Work instruction:
The answer must consist of every line in the records that contains the word "EnvFilter".

Exercise material:
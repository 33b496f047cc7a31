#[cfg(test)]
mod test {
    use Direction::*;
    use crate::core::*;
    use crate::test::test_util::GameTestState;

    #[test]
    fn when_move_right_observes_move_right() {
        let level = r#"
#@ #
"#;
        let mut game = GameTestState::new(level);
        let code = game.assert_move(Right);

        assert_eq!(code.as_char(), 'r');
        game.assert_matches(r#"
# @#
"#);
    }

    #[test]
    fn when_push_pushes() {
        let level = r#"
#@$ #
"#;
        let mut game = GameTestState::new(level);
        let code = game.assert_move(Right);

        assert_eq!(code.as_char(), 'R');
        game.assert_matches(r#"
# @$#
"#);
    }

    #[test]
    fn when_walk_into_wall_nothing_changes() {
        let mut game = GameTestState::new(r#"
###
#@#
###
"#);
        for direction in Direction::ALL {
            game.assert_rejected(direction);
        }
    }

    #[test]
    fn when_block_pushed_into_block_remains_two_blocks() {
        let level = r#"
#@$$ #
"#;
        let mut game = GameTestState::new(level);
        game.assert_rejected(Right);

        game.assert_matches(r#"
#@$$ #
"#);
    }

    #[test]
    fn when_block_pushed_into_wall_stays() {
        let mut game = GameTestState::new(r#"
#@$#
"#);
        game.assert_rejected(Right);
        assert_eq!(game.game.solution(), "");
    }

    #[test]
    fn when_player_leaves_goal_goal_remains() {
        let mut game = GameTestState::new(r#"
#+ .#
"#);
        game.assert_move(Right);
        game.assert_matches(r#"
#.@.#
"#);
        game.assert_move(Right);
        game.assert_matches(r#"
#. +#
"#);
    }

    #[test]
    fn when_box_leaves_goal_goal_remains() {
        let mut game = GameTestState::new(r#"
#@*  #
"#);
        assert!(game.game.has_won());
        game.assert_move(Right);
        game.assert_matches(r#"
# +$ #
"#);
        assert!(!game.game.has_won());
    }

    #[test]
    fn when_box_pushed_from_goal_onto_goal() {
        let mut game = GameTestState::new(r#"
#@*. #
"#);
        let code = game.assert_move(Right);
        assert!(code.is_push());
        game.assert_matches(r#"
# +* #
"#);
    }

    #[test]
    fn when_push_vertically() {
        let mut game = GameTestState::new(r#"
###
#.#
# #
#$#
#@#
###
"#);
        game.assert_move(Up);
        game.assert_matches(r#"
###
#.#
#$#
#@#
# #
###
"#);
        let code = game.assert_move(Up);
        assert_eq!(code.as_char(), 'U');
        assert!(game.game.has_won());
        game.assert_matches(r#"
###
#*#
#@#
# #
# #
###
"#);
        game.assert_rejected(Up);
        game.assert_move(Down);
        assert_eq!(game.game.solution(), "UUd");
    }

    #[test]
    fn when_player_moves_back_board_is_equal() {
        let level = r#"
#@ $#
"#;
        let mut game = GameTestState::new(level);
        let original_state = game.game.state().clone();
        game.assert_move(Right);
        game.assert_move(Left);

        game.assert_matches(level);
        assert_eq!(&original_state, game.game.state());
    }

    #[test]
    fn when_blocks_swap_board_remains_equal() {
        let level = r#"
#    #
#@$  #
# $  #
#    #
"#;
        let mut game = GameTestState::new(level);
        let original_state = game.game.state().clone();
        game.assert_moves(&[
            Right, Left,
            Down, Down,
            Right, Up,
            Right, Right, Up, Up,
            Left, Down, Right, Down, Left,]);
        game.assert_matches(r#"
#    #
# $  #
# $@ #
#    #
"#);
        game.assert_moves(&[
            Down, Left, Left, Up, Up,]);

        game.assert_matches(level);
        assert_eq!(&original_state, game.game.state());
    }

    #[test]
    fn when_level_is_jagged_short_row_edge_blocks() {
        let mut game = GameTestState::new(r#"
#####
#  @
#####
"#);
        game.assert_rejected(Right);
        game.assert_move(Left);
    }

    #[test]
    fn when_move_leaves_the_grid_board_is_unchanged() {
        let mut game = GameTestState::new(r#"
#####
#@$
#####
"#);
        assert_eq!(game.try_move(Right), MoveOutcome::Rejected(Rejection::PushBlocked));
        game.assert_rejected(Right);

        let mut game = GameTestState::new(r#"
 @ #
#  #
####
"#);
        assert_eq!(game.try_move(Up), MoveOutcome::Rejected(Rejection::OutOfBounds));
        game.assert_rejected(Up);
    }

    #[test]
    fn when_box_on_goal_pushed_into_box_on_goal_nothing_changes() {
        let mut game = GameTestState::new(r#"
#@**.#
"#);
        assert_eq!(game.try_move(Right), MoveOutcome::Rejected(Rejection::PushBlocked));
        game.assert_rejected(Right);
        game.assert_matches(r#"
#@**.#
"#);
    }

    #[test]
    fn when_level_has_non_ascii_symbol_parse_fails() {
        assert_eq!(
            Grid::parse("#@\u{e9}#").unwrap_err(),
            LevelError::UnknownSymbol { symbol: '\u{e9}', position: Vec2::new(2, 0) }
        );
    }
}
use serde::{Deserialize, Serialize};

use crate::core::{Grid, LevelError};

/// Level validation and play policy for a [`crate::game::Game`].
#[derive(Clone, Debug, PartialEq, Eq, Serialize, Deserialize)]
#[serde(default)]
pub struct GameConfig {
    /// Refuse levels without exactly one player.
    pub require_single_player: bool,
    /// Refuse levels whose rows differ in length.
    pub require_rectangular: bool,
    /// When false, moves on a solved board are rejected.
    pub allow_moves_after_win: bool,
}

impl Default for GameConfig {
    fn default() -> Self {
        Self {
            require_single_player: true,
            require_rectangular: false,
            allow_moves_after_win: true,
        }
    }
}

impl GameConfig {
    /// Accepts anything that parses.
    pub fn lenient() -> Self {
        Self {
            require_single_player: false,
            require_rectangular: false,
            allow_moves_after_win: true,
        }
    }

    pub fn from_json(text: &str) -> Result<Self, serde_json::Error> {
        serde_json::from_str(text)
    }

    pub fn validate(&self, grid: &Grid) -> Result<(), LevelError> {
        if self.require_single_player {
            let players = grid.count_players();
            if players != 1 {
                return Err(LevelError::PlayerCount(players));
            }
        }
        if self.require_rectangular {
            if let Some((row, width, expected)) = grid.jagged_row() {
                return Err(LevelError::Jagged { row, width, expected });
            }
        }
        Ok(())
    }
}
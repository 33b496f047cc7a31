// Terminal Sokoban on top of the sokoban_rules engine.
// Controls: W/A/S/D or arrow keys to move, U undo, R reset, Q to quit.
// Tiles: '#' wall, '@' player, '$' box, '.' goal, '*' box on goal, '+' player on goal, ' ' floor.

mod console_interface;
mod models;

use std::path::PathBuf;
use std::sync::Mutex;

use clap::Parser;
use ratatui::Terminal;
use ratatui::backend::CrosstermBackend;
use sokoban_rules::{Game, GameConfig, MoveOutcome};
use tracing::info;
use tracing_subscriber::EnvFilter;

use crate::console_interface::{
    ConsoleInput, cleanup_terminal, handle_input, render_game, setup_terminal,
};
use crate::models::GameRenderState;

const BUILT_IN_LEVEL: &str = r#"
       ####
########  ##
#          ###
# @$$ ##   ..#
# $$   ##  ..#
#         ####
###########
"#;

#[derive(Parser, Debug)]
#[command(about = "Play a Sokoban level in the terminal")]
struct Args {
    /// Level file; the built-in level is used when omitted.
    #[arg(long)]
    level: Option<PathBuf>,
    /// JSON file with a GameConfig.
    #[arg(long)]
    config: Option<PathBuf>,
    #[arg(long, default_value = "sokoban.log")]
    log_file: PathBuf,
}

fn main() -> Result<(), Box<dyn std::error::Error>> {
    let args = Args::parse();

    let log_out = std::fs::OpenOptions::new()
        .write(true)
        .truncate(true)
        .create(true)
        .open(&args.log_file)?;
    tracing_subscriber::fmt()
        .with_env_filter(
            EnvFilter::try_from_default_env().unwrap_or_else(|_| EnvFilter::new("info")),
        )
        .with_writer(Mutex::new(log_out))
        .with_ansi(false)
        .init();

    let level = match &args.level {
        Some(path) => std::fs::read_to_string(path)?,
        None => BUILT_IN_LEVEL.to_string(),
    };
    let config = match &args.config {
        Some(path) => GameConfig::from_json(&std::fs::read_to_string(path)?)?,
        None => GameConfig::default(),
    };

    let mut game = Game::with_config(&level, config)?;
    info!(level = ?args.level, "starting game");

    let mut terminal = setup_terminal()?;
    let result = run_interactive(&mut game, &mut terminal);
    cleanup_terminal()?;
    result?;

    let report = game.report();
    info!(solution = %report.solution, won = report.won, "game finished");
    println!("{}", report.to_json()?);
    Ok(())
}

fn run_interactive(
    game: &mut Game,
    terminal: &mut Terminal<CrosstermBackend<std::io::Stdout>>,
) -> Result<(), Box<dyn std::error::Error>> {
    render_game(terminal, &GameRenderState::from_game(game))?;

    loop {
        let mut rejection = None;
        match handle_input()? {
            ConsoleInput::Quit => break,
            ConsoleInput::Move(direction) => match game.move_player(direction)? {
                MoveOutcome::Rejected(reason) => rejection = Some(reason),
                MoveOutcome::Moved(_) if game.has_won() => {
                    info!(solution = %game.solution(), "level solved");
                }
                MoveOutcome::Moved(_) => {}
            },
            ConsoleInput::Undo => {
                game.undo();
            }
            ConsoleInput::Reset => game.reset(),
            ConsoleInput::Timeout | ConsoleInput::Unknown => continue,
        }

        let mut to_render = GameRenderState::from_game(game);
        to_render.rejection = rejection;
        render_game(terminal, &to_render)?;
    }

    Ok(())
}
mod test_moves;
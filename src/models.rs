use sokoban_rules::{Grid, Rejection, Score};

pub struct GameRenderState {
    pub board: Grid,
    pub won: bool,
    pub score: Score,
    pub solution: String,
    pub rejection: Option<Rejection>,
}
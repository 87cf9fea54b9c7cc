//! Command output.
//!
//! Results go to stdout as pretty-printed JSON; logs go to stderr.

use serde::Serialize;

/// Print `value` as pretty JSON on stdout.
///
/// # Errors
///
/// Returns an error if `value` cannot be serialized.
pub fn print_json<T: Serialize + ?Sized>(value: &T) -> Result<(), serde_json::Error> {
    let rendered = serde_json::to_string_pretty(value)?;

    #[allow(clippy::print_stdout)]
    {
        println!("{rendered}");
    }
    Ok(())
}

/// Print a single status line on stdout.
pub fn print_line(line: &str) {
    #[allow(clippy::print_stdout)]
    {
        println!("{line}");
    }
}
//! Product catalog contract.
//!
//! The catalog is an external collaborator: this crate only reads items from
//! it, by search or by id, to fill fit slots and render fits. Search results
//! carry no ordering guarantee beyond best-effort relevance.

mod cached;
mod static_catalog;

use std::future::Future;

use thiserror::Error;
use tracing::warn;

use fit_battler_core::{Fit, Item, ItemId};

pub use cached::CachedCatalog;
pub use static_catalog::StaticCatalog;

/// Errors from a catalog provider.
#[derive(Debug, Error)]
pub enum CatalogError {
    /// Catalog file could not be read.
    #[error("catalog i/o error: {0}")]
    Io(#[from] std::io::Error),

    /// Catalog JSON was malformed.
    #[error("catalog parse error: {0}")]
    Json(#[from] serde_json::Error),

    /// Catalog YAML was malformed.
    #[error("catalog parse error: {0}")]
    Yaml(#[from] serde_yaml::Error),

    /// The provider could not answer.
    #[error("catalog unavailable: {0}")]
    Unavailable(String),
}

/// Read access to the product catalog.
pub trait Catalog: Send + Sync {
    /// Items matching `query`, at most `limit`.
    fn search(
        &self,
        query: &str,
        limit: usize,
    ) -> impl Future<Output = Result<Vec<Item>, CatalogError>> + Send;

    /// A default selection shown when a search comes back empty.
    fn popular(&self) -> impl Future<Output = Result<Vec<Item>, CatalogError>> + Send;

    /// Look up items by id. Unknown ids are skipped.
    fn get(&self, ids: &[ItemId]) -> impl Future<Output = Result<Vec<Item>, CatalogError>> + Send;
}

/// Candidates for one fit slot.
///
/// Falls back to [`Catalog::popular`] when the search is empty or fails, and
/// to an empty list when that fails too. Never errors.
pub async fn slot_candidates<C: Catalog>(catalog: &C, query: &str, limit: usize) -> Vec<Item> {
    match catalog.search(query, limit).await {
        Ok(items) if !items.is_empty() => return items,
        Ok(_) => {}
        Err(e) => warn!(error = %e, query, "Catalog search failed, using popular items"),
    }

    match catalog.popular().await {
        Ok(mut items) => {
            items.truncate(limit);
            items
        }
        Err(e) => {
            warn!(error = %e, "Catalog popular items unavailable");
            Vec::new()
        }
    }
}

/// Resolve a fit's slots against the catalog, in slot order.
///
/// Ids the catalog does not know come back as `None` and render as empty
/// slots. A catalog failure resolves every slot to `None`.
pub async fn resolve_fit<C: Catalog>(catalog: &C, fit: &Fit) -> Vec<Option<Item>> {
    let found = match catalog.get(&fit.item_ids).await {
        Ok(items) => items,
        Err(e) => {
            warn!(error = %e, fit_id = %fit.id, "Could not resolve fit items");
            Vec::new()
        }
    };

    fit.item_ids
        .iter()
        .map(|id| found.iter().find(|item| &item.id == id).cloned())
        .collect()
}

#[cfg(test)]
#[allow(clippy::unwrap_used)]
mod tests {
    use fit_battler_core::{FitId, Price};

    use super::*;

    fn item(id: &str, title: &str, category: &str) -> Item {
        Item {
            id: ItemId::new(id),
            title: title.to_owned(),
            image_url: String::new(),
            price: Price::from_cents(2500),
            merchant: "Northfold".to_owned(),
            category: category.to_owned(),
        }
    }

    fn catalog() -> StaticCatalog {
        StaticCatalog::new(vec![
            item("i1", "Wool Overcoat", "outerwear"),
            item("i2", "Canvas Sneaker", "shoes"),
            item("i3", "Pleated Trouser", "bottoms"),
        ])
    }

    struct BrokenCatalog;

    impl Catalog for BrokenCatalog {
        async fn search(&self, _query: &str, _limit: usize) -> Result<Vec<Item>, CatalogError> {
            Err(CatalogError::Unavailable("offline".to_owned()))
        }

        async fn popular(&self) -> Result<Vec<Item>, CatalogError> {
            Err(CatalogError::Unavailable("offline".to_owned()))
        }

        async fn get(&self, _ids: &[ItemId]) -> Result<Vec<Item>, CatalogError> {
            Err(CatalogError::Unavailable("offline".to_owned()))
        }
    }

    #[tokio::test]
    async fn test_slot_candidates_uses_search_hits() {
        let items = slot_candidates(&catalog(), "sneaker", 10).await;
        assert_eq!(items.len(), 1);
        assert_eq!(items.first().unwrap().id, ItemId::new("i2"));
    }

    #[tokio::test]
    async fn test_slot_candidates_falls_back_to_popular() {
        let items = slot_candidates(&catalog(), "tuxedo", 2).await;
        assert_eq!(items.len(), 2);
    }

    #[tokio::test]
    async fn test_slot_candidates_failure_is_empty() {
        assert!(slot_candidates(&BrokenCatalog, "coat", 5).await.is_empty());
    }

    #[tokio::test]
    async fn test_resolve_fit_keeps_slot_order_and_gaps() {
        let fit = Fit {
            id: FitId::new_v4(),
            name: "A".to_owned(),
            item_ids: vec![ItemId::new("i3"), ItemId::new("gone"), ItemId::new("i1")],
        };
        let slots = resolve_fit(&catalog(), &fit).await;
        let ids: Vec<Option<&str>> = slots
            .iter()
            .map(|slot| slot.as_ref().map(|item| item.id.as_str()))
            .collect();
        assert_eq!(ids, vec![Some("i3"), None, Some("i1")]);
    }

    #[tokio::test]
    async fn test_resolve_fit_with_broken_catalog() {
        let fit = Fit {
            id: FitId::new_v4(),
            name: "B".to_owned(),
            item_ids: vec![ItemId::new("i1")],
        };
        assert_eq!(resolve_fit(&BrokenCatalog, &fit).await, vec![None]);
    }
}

Output for this exercise:
use tracing_subscriber::EnvFilter;
            EnvFilter::try_from_default_env().unwrap_or_else(|_| EnvFilter::new("info")),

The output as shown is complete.